Driving under the influence of alcohol, drugs or a combination of either in Nebraska is a serious criminal and traffic offense. Drivers who are found guilty of DUI in court can face a range of penalties. These legal consequences can be expensive to afford and cost offenders their ability to stay out of jail.
Rather than risk being charged with and tried for DUI, drivers in Nebraska need to know what the legal blood alcohol content limits are. They also need to appreciate the punishments that are commonly meted out by state judges to address DUI in Nebraska.
DUI in Nebraska
Nebraska defines driving under the influence or DUI as operating any kind of motor vehicle with a blood alcohol content or BAC of 0.08 percent or higher. This law applies to driving a car, truck, or motorcycles. It also applies to operating other vehicles like mopeds and four-wheelers.
However, the DUI law in Nebraska also allows for someone to be charged with a DUI even if he or she is not actually driving a vehicle or the vehicle is not turned on or in motion. The person simply has to be in physical control of the vehicle, have a BAC of 0.08 percent or higher, and have the intent of operating the vehicle to be charged with a DUI.
Underage drivers are also subject to Nebraska’s DUI laws. However, their BAC level is lower at 0.02 percent. This BAC applies to drivers who are under the age of 21.
Nebraska also has laws that define what constitutes an aggravated DUI. To be charged with an aggravated DUI, a driver must have a BAC of 0.15 percent or higher. This charge merits harsher penalties under the DUI laws in the state.
DUI Penalties in Nebraska
Nebraska implements a variety of penalties for DUIs of all levels. A first DUI conviction in Nebraska leads to a jail term of seven to 60 days. It also carries with it a fine of $500. The judge has the discretion of suspending the 60-day jail term on a first-time conviction, however.
A second DUI conviction in Nebraska brings with it a 30 day to six month jail term and a fine of $500. The judge can suspend the jail sentence in lieu of a combination of jail time and community service. In that instance, the offender will have to serve 10 days behind bars and perform 240 hours of community service.
Offenders charged with aggravated DUI face harsher penalties under the Nebraska DUI law. The sentences for a first aggravated DUI conviction is a maximum 60 days in jail and a fine of $500.
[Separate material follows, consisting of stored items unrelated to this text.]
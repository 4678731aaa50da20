//! Phase-aware fan-out/fan-in orchestrator — the crate's centrepiece.
//!
//! The execution plan follows two patterns:
//!
//! - Supporting agents run concurrently via `tokio::spawn`, one task per
//!   agent, joined before synthesis begins.
//! - The Knowledge agent's output feeds into the next stage's input, since
//!   retrieved snippets need to land in the shared context before any other
//!   agent (including the primary) is invoked.
//!
//! Partial agent failures degrade the run instead of failing it outright: a
//! failed supporting agent still leaves a placeholder interaction behind so
//! the synthesis step and the caller both see that the call was attempted.

use crate::core::agent::{Agent, AgentResponse};
use crate::core::context_builder::{ContextBuilder, ContextInput};
use crate::core::error::CoreError;
use crate::core::event::{EventHandler, EventSink};
use crate::core::integration_agent::IntegrationAgent;
use crate::core::intent_gate::{self, Intent};
use crate::core::knowledge_agent::KnowledgeAgent;
use crate::core::metrics::MetricsCollector;
use crate::core::provider_registry::ProviderRegistry;
use crate::core::response_cache::ResponseCache;
use crate::core::types::{AgentRole, Interaction, ModelTier, RequestContext, ResponseMetadata, StreamEvent};
use chrono::Utc;
use std::collections::HashMap;
use std::sync::atomic::{AtomicBool, Ordering};
use std::sync::Arc;

/// One request submitted to [`Coordinator::handle`].
#[derive(Debug, Clone, Default)]
pub struct CoordinatorRequest {
    pub query: String,
    pub explicit_role: Option<AgentRole>,
    pub context: ContextInput,
}

/// Final synthesised outcome of a [`Coordinator::handle`] call.
#[derive(Debug, Clone)]
pub struct CoordinatorResponse {
    pub content: String,
    pub interactions: Vec<Interaction>,
    pub metadata: ResponseMetadata,
}

/// Cooperative cancellation flag threaded through a single run. Checked
/// between stages; never interrupts an in-flight provider call.
#[derive(Clone, Default)]
pub struct CancellationToken(Arc<AtomicBool>);

impl CancellationToken {
    pub fn new() -> Self {
        Self::default()
    }

    pub fn cancel(&self) {
        self.0.store(true, Ordering::SeqCst);
    }

    pub fn is_cancelled(&self) -> bool {
        self.0.load(Ordering::SeqCst)
    }
}

/// Phase-to-primary-role mapping consulted before falling back to keyword scoring.
fn phase_primary_role(phase_id: &str) -> Option<AgentRole> {
    match phase_id {
        "ideation" => Some(AgentRole::Ideation),
        "requirements" => Some(AgentRole::Requirements),
        "validation" => Some(AgentRole::Validation),
        "strategy" => Some(AgentRole::Strategy),
        "scoring" => Some(AgentRole::Scoring),
        "export" => Some(AgentRole::Export),
        "market_research" => Some(AgentRole::Research),
        "analysis" => Some(AgentRole::Analysis),
        _ => None,
    }
}

/// Design has no single obvious owner: score Ideation, Requirements, and
/// Research against the query and route to whichever candidate matches best.
fn design_tie_break(query: &str) -> AgentRole {
    const CANDIDATES: [AgentRole; 3] = [AgentRole::Ideation, AgentRole::Requirements, AgentRole::Research];
    let mut best = (AgentRole::Ideation, -1.0f32);
    for (role, keywords) in keyword_table() {
        if !CANDIDATES.contains(role) {
            continue;
        }
        let score = score_keyword_match(query, keywords);
        if score > best.1 {
            best = (*role, score);
        }
    }
    best.0
}

const KEYWORD_CONFIDENCE_FLOOR: f32 = 0.3;

fn keyword_table() -> &'static [(AgentRole, &'static [&'static str])] {
    &[
        (AgentRole::Ideation, &["brainstorm", "idea", "ideate", "concept"]),
        (AgentRole::Research, &["research", "competit", "market", "trend", "benchmark"]),
        (
            AgentRole::Analysis,
            &["analyze", "analysis", "tradeoff", "compare", "evaluate", "swot", "feasibility", "risk"],
        ),
        (AgentRole::Validation, &["validate", "feasible", "risk", "assumption"]),
        (AgentRole::Strategy, &["strategy", "roadmap", "priorit", "positioning"]),
        (AgentRole::Requirements, &["requirement", "spec", "acceptance criteria", "user story"]),
        (AgentRole::Summary, &["summarize", "summary", "recap"]),
        (AgentRole::Scoring, &["score", "rank", "impact", "effort"]),
        (AgentRole::Export, &["export", "download", "report", "pdf", "prd", "document"]),
        (
            AgentRole::Integration,
            &["jira", "github", "ticket", "issue", "repo", "wiki", "confluence", "publish"],
        ),
    ]
}

fn score_keyword_match(query: &str, keywords: &[&str]) -> f32 {
    let lower = query.to_lowercase();
    let hits = keywords.iter().filter(|kw| lower.contains(*kw)).count();
    if keywords.is_empty() {
        0.0
    } else {
        hits as f32 / keywords.len() as f32
    }
}

/// Choose the primary agent: explicit role wins, then phase mapping (Design
/// goes through [`design_tie_break`] instead of a fixed mapping), then
/// keyword scoring against a 0.3 confidence floor, defaulting to Ideation.
fn select_primary_role(request: &CoordinatorRequest) -> AgentRole {
    if let Some(role) = request.explicit_role {
        return role;
    }
    if let Some(phase_id) = &request.context.phase_id {
        if phase_id == "design" {
            return design_tie_break(&request.query);
        }
        if let Some(role) = phase_primary_role(phase_id) {
            return role;
        }
    }
    let mut best: Option<(AgentRole, f32)> = None;
    for (role, keywords) in keyword_table() {
        let score = score_keyword_match(&request.query, keywords);
        if best.map(|(_, best_score)| score > best_score).unwrap_or(true) {
            best = Some((*role, score));
        }
    }
    match best {
        Some((role, score)) if score >= KEYWORD_CONFIDENCE_FLOOR => role,
        _ => AgentRole::Ideation,
    }
}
The charge will be a Class W misdemeanor and result in a suspended license for one year. The defendant will also have to undergo an alcohol assessment, use an ignition interlock device or IID on his or her vehicle, and perform 210 hours of community service.
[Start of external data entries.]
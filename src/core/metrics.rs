//! In-memory per-role metrics collection.
//!
//! Grounded on the same `Mutex`-guarded accumulator style used throughout
//! `clients/common.rs` for token-usage tracking, scaled up to a fixed-size
//! table keyed by [`AgentRole`]. `record_call` never fails and never blocks
//! callers on I/O — the lock is held only for the duration of an in-memory
//! update.

use crate::core::types::{AgentMetrics, AgentRole};
use std::collections::HashMap;
use std::sync::Mutex;

/// Thread-safe counters collector, one [`AgentMetrics`] row per [`AgentRole`].
pub struct MetricsCollector {
    rows: Mutex<HashMap<AgentRole, AgentMetrics>>,
}

impl Default for MetricsCollector {
    fn default() -> Self {
        Self::new()
    }
}

impl MetricsCollector {
    pub fn new() -> Self {
        MetricsCollector {
            rows: Mutex::new(HashMap::new()),
        }
    }

    /// Record the outcome of one agent invocation. Infallible by design: a
    /// metrics backend hiccup must never fail the request it's measuring.
    pub fn record_call(&self, role: AgentRole, delta: CallRecord) {
        let mut rows = match self.rows.lock() {
            Ok(guard) => guard,
            Err(poisoned) => poisoned.into_inner(),
        };
        let entry = rows.entry(role).or_default();
        entry.calls += 1;
        entry.total_time_ms += delta.time_ms;
        if delta.cache_hit {
            entry.cache_hits += 1;
        } else {
            entry.cache_misses += 1;
        }
        entry.tool_calls += delta.tool_calls as u64;
        entry.input_tokens += delta.input_tokens as u64;
        entry.output_tokens += delta.output_tokens as u64;
    }

    /// Snapshot of a single role's counters. Zero-valued if never called.
    pub fn snapshot(&self, role: AgentRole) -> AgentMetrics {
        let rows = match self.rows.lock() {
            Ok(guard) => guard,
            Err(poisoned) => poisoned.into_inner(),
        };
        rows.get(&role).copied().unwrap_or_default()
    }

    /// Snapshot over the entire closed [`AgentRole`] enum: every variant is
    /// present, with a zero-valued row for roles that have never been called.
    pub fn snapshot_all(&self) -> HashMap<AgentRole, AgentMetrics> {
        let rows = match self.rows.lock() {
            Ok(guard) => guard,
            Err(poisoned) => poisoned.into_inner(),
        };
        AgentRole::ALL
            .iter()
            .map(|role| (*role, rows.get(role).copied().unwrap_or_default()))
            .collect()
    }

    /// Reset every counter to zero.
    pub fn reset(&self) {
        let mut rows = match self.rows.lock() {
            Ok(guard) => guard,
            Err(poisoned) => poisoned.into_inner(),
        };
        rows.clear();
    }
}

/// One call's worth of measurements fed into [`MetricsCollector::record_call`].
#[derive(Debug, Clone, Copy, Default)]
pub struct CallRecord {
    pub time_ms: u64,
    pub cache_hit: bool,
    pub tool_calls: usize,
    pub input_tokens: usize,
    pub output_tokens: usize,
}

#[cfg(test)]
mod tests {
    use super::*;

    #[test]
    fn snapshot_all_includes_uncalled_roles() {
        let collector = MetricsCollector::new();
        collector.record_call(
            AgentRole::Research,
            CallRecord {
                time_ms: 100,
                cache_hit: false,
                tool_calls: 1,
                input_tokens: 10,
                output_tokens: 20,
            },
        );
        let snapshot = collector.snapshot_all();
        assert_eq!(snapshot.len(), AgentRole::ALL.len());
        assert_eq!(snapshot[&AgentRole::Research].calls, 1);
        assert_eq!(snapshot[&AgentRole::Export].calls, 0);
    }

    #[test]
    fn reset_clears_all_counters() {
        let collector = MetricsCollector::new();
        collector.record_call(AgentRole::Summary, CallRecord::default());
        collector.reset();
        assert_eq!(collector.snapshot(AgentRole::Summary).calls, 0);
    }
}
A second aggravated DUI conviction results in a Class I misdemeanor charge and a minimum 90-day jail term. The fine increases to $1000, and the driver can lose his or her license for up to 15 years. He or she can apply for a restricted license with use of an IID after 45 days, however.
A third or subsequent aggravated DUI is charged as a felony and results in a minimum jail term of 180 days. The person’s license will be revoked for 15 years. He or she will also have to pay a $1000 fine and serve up to 180 days on probation.
Underage DUI in Nebraska
The penalties for underage DUI in Nebraska can also be expensive and lengthy for drivers under the age of 21. At minimum, the underage driver convicted of DUI in this state will have his or her license suspended for 30 days if he or she has a BAC of 0.02 or higher. Refusing to submit to chemical testing can result in another 90 day revocation of the person’s license.
If the underage driver has a BAC of 0.08 percent or higher, he or she can face penalties like:
- Seven to 60 days in jail
- A fine of $500
- License revoked for up to six months
- An order to undergo a drug or alcohol assessment program
An underage driver in Nebraska who commits aggravated DUI can receive a jail term with no minimum sentence, a fine of $500, having to perform 120 hours of community service, a license revocation for one year, and having to undergo an alcohol or drug assessment program.
Implied Consent in Nebraska
Nebraska’s implied consent laws require motorists to give blood, breath or urine samples if law enforcement has probable cause to arrest them for DUI. Refusing to comply with testing is a crime that can be punished with fines and loss of driving privileges.
A first-time refusal for BAC testing in Nebraska results in a loss of one’s license for 180 days if the person has a BAC of 0.08 percent or higher. A second or third refusal for the same BAC level results in a revoked drivers’ license for up to one year if the person had a prior refusal within the last 15 years.
DUI offenders who refuse to comply with chemical testing but are found guilty of DUI anyway can also have their licenses revoked. A first conviction for chemical testing refusal gets a 180-day license revocation while a second conviction results in loss of one’s license for 18 months to 15 years. A third conviction results in a revocation of 15 years.
Nebraska uses significant legal penalties to dissuade people from driving under the influence of drugs or alcohol. The laws apply to people over the age of 21 as well as underage drivers.
People cannot bypass being charged with a DUI by refusing chemical testing. Their refusal can compound the legal penalties that they face after they are convicted of driving under the influence in Nebraska.